Most common emergent NNRTI substitutions in rilpivirine virologic failures at Week 96 included V90I, K101E/P, E138K/G/Q, V179I/L, Y181I/C, V189I, H221Y, F227C/L and M230L. The E138K substitution emerged most frequently during rilpivirine treatment at Week 48 and Week 96, commonly in combination with the M184I mutation. The most common mutations were the same in the Week 48 and Week 96 analyses.
In the Week 96 pooled analysis of the two Phase III trials, of the 35 subjects with virologic failure on EDURANT and with phenotypic resistance to rilpivirine, 35 (100%) lost susceptibility to lamivudine/emtricitabine. Of the 17 subjects with virologic failure on efavirenz (control) and with phenotypic resistance to efavirenz, 6 (35%) lost susceptibility to lamivudine/emtricitabine. These data were similar to those obtained in the Week 48 pooled analyses.
Cross-resistance: Site-Directed NNRTI Mutant Virus: In a panel of 67 HIV-1 recombinant laboratory strains with one amino acid substitution at RT positions associated with NNRTI resistance, including the most commonly found K103N and Y181C, rilpivirine showed antiviral activity against 64 (96%) of these strains. The single amino acid substitutions associated with a loss of susceptibility to rilpivirine were: K101P, Y181I and Y181V.
The K103N substitution did not show reduced susceptibility to rilpivirine by itself, but the combination of K103N and L100I resulted in a 7-fold reduced susceptibility to rilpivirine.
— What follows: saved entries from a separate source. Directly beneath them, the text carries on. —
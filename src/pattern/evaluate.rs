//! Testing one element against the token at one position.
//!
//! Acceptance runs in two passes. The first is pure and asks whether any
//! exception disqualifies the token. Only a token that survives it is
//! offered reading by reading to the element (and to the unifier when the
//! element takes part in agreement).

use itertools::Itertools;
use tracing::debug;

use crate::format::MatchFormatter;
use crate::synthesis::Synthesizer;
use crate::token::Token;
use crate::unifier::Unifier;

use super::element::{BackReference, MatchElement};
use super::text_matcher::{StringMatcher, TagMatcher, escape};

/// True if an exception bars `tokens[t]` from `element`.
///
/// Covers current-token exceptions (any reading is enough) and the
/// element's scope-previous exceptions, tested against `tokens[t - 1]`.
pub(crate) fn is_disqualified(element: &MatchElement, tokens: &[Token], t: usize) -> bool {
    let token = &tokens[t];
    if token.readings().iter().any(|r| element.is_excepted(token, r)) {
        return true;
    }
    t > 0 && element.is_vetoed_by_previous(&tokens[t - 1])
}

/// Whether `element` accepts `tokens[t]`.
///
/// Feeds the token to `unifier` when the element unifies (every reading,
/// matched or not, so the run can close the token) or is unification
/// neutral. The caller restores the unifier if the branch fails.
pub(crate) fn accepts(element: &MatchElement, tokens: &[Token], t: usize, unifier: &mut Unifier<'_>) -> bool {
    if is_disqualified(element, tokens, t) {
        return false;
    }
    let token = &tokens[t];
    let Some(features) = element.unify_features() else {
        let matched = token.readings().iter().any(|r| element.is_matched(token, r));
        if matched && element.is_unify_neutral() && unifier.is_unifying() {
            unifier.add_neutral_element(token);
        }
        return matched;
    };

    let count = token.readings().len();
    let mut matched = false;
    let mut unified = false;
    for (k, reading) in token.readings().iter().enumerate() {
        let reading_matched = element.is_matched(token, reading);
        matched |= reading_matched;
        unified |= unifier.is_unified(token, reading, features, k + 1 == count, reading_matched);
    }
    // A negated block is decided as a whole once it closes.
    if element.is_uni_negated() {
        matched
    } else {
        matched && unified
    }
}

/// Compile `element` against the token its back-reference points at.
///
/// Returns `None` if the substituted pattern does not compile, in which
/// case the element cannot match in this attempt.
pub(crate) fn resolve_back_reference(
    element: &MatchElement,
    reference: &BackReference,
    referenced: &Token,
    synth: Option<&dyn Synthesizer>,
) -> Option<MatchElement> {
    let formatter = &reference.formatter;
    if formatter.sets_tag() {
        let tag = resolved_tag(formatter, referenced, synth)?;
        return Some(element.resolved(None, Some(tag)));
    }
    let template = element.text.as_ref()?;
    let candidates = formatter.format(referenced, &[], synth);
    let text = substitute(template, &reference.placeholder(), &candidates)?;
    Some(element.resolved(Some(text), None))
}

fn resolved_tag(
    formatter: &MatchFormatter,
    referenced: &Token,
    synth: Option<&dyn Synthesizer>,
) -> Option<TagMatcher> {
    let tag = formatter.target_tag(referenced, synth)?;
    TagMatcher::new(&tag, formatter.is_tag_regex())
        .inspect_err(|err| debug!(%err, "back-reference tag does not compile"))
        .ok()
}

/// Replace `placeholder` in `template` with the candidate forms.
///
/// A single candidate in a literal stays literal; otherwise the pattern
/// becomes a regex with the candidates as escaped alternatives.
fn substitute(template: &StringMatcher, placeholder: &str, candidates: &[String]) -> Option<StringMatcher> {
    let pattern = template.pattern();
    let case_sensitive = template.is_case_sensitive();
    if let [single] = candidates
        && !template.is_regex()
    {
        return Some(StringMatcher::literal(
            &pattern.replace(placeholder, single),
            case_sensitive,
        ));
    }
    let alternatives = match candidates {
        [single] => escape(single),
        _ => format!("(?:{})", candidates.iter().map(|c| escape(c)).join("|")),
    };
    let regex = if template.is_regex() {
        pattern.replace(placeholder, &alternatives)
    } else {
        pattern.split(placeholder).map(escape).join(&alternatives)
    };
    StringMatcher::regex(&regex, case_sensitive)
        .inspect_err(|err| debug!(%err, "back-reference pattern does not compile"))
        .ok()
}
fn sanitize_settings(settings: &mut Value) {
    let Some(obj) = settings.as_object_mut() else {
        return;
    };

    clamp_u64(obj, "reportYear", 2000, 2100, 2025);

    ensure_string(obj, "issuesCsv", "data/issues.csv");
    ensure_string(obj, "incidentsCsv", "data/incidents.csv");
    ensure_string(obj, "weeklyDir", "weekly");
    ensure_string(obj, "outputDir", "reports");

    let rules_valid = obj
        .get("classificationRules")
        .cloned()
        .and_then(|v| serde_json::from_value::<Vec<ClassificationRule>>(v).ok())
        .is_some_and(|rules| rules.iter().all(ClassificationRule::is_valid));
    if !rules_valid {
        log::warn!("classificationRules is malformed; using the default cascade");
        obj.insert("classificationRules".to_string(), json!(default_rules()));
    }

    let reconcile_defaults = ReconcileConfig::default();
    let reconcile = obj
        .entry("reconcile".to_string())
        .or_insert_with(|| json!(reconcile_defaults));
    if let Some(map) = reconcile.as_object_mut() {
        clamp_u64(map, "namePrefixMinChars", 0, 50, 5);
        clamp_u64(map, "namePrefixChars", 1, 50, 10);
        clamp_u64(map, "namePrefixBonus", 0, 10, 2);
        clamp_u64(map, "matchThreshold", 1, 20, 2);
        ensure_string(map, "nullCustomer", &reconcile_defaults.null_customer);
        ensure_list(map, "customerTokens", &reconcile_defaults.customer_tokens);
        ensure_list(map, "stripWords", &reconcile_defaults.strip_words);
        let terms = map
            .get("domainTerms")
            .cloned()
            .and_then(|v| serde_json::from_value::<Vec<DomainTerm>>(v).ok())
            .map(|terms| terms.into_iter().filter_map(DomainTerm::without_blanks).collect::<Vec<_>>())
            .unwrap_or_else(|| reconcile_defaults.domain_terms.clone());
        map.insert("domainTerms".to_string(), json!(terms));
    } else {
        *reconcile = json!(reconcile_defaults);
    }

    let weekly_defaults = WeeklyConfig::default();
    let weekly = obj
        .entry("weekly".to_string())
        .or_insert_with(|| json!(weekly_defaults));
    if let Some(map) = weekly.as_object_mut() {
        ensure_list(map, "knownClients", &weekly_defaults.known_clients);
        ensure_list(map, "productLines", &weekly_defaults.product_lines);
        ensure_list(map, "incidentKeywords", &weekly_defaults.incident_keywords);
        ensure_list(map, "personnelKeywords", &weekly_defaults.personnel_keywords);
        ensure_string(map, "privatizationMarker", &weekly_defaults.privatization_marker);
    } else {
        *weekly = json!(weekly_defaults);
    }
}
Recombinant Clinical Isolates: Rilpivirine retained sensitivity (FC ≤ BCO) against 62% of 4786 HIV-1 recombinant clinical isolates resistant to efavirenz and/or nevirapine. Clinical isolates resistant to rilpivirine (FC>BCO) were usually also resistant to etravirine.
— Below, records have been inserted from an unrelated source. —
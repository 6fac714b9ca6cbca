use crate::models::deployment::DeploymentClass;
use crate::models::issue::IssueRecord;
use serde::{Deserialize, Serialize};

/// Customers known to run private deployments.
pub const PRIVATE_CUSTOMERS: [&str; 20] = [
    "福田", "南方电网", "OPPO", "广东电信", "唯品会", "好未来", "招商", "新华三", "跨越", "TCL",
    "百度", "小红书", "格力", "猿辅导", "360", "玉溪", "东风", "融云", "滴滴", "作业帮",
];

#[derive(Debug, Clone, Copy, PartialEq, Eq, Serialize, Deserialize)]
#[serde(rename_all = "snake_case")]
pub enum RuleField {
    Environment,
    Customer,
}

#[derive(Debug, Clone, PartialEq, Eq, Serialize, Deserialize)]
#[serde(tag = "kind", rename_all = "snake_case")]
pub enum Matcher {
    Contains {
        value: String,
        #[serde(default)]
        ignore_case: bool,
    },
    Equals {
        value: String,
    },
    AnyOf {
        values: Vec<String>,
    },
    NonBlank,
}

impl Matcher {
    pub fn matches(&self, text: &str) -> bool {
        match self {
            Matcher::Contains { value, ignore_case } => {
                if *ignore_case {
                    text.to_lowercase().contains(&value.to_lowercase())
                } else {
                    text.contains(value.as_str())
                }
            }
            Matcher::Equals { value } => text == value,
            Matcher::AnyOf { values } => values.iter().any(|v| text.contains(v.as_str())),
            Matcher::NonBlank => !text.trim().is_empty(),
        }
    }

    /// A blank pattern is a substring of everything, so it is never valid.
    pub fn is_valid(&self) -> bool {
        match self {
            Matcher::Contains { value, .. } | Matcher::Equals { value } => !value.trim().is_empty(),
            Matcher::AnyOf { values } => {
                !values.is_empty() && values.iter().all(|v| !v.trim().is_empty())
            }
            Matcher::NonBlank => true,
        }
    }
}

#[derive(Debug, Clone, PartialEq, Eq, Serialize, Deserialize)]
pub struct ClassificationRule {
    pub field: RuleField,
    pub matcher: Matcher,
    pub class: DeploymentClass,
}

impl ClassificationRule {
    fn new(field: RuleField, matcher: Matcher, class: DeploymentClass) -> Self {
        Self { field, matcher, class }
    }

    pub fn is_valid(&self) -> bool {
        self.matcher.is_valid()
    }

    fn applies_to(&self, issue: &IssueRecord) -> bool {
        let text = match self.field {
            RuleField::Environment => issue.discovery_environment.as_deref(),
            RuleField::Customer => issue.customer_name.as_deref(),
        };
        self.matcher.matches(text.unwrap_or(""))
    }
}

/// Default cascade. Environment outranks customer name, explicit SaaS markers
/// outrank the private defaults.
pub fn default_rules() -> Vec<ClassificationRule> {
    use DeploymentClass::{Private, Saas};
    use RuleField::{Customer, Environment};

    vec![
        ClassificationRule::new(
            Environment,
            Matcher::Contains { value: "SaaS".to_string(), ignore_case: true },
            Saas,
        ),
        ClassificationRule::new(
            Environment,
            Matcher::Contains { value: "私有化".to_string(), ignore_case: false },
            Private,
        ),
        ClassificationRule::new(Customer, Matcher::Equals { value: "SaaS客户".to_string() }, Saas),
        ClassificationRule::new(
            Customer,
            Matcher::Contains { value: "SaaS".to_string(), ignore_case: false },
            Saas,
        ),
        // SDK channel customers are deployed privately.
        ClassificationRule::new(
            Customer,
            Matcher::Contains { value: "SDK".to_string(), ignore_case: true },
            Private,
        ),
        ClassificationRule::new(
            Customer,
            Matcher::AnyOf { values: PRIVATE_CUSTOMERS.iter().map(|c| c.to_string()).collect() },
            Private,
        ),
        // Named customers are private unless marked SaaS above.
        ClassificationRule::new(Customer, Matcher::NonBlank, Private),
    ]
}

/// First matching rule wins; no match means Unclassified.
pub fn classify(issue: &IssueRecord, rules: &[ClassificationRule]) -> DeploymentClass {
    rules
        .iter()
        .find(|rule| rule.applies_to(issue))
        .map(|rule| rule.class)
        .unwrap_or(DeploymentClass::Unclassified)
}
Cross-Resistance in Treatment-Naïve Adult Subjects: In the Week 48 pooled analysis of the two Phase III trials, of the 62 subjects with virologic failure on EDURANT for whom phenotypic resistance data was available, 31 (50%) lost susceptibility to rilpivirine and within that subset 28 (90%) were resistant to etravirine, 27 (87%) to efavirenz, and 14 (45%) to nevirapine. Of the 28 subjects with virologic failure on efavirenz (control) for whom phenotypic resistance data was available, 12 (43%) lost susceptibility to efavirenz and within that subset none were resistant to etravirine or to rilpivirine, and 12 (100%) to nevirapine.
In the Week 96 pooled analysis of the two Phase III trials, of the 81 subjects with virologic failure on EDURANT for whom phenotypic resistance data was available, 35 (43%) lost susceptibility to rilpivirine and within that subset 32 (91%) were resistant to etravirine, 30 (86%) to efavirenz, and 16 (45%) to nevirapine. Of the 41 subjects with virologic failure on efavirenz (control) for whom phenotypic resistance data was available, 17 (41%) lost susceptibility to efavirenz and within that subset 1 (6%) were resistant to etravirine, none to rilpivirine, and 15 (88%) to nevirapine.
In the week 96 pooled analyses, among virologic failures in the EDURANT arm with baseline viral load ≤ 100,000 copies/mL and with resistance to rilpivirine, there were fewer patients with phenotypic cross-resistance than among those in the EDURANT arm with baseline viral load > 100,000 copies/mL. 3, 4 and 1 rilpivirine virologic failures with baseline viral load ≤ 100,000 copies/mL and with resistance to rilpivirine (N = 5) had cross-resistance to efavirenz, etravirine and nevirapine, respectively, compared to 27, 28, and 15 rilpivirine virologic failures with baseline viral load > 100,000 copies/mL (N = 30), respectively.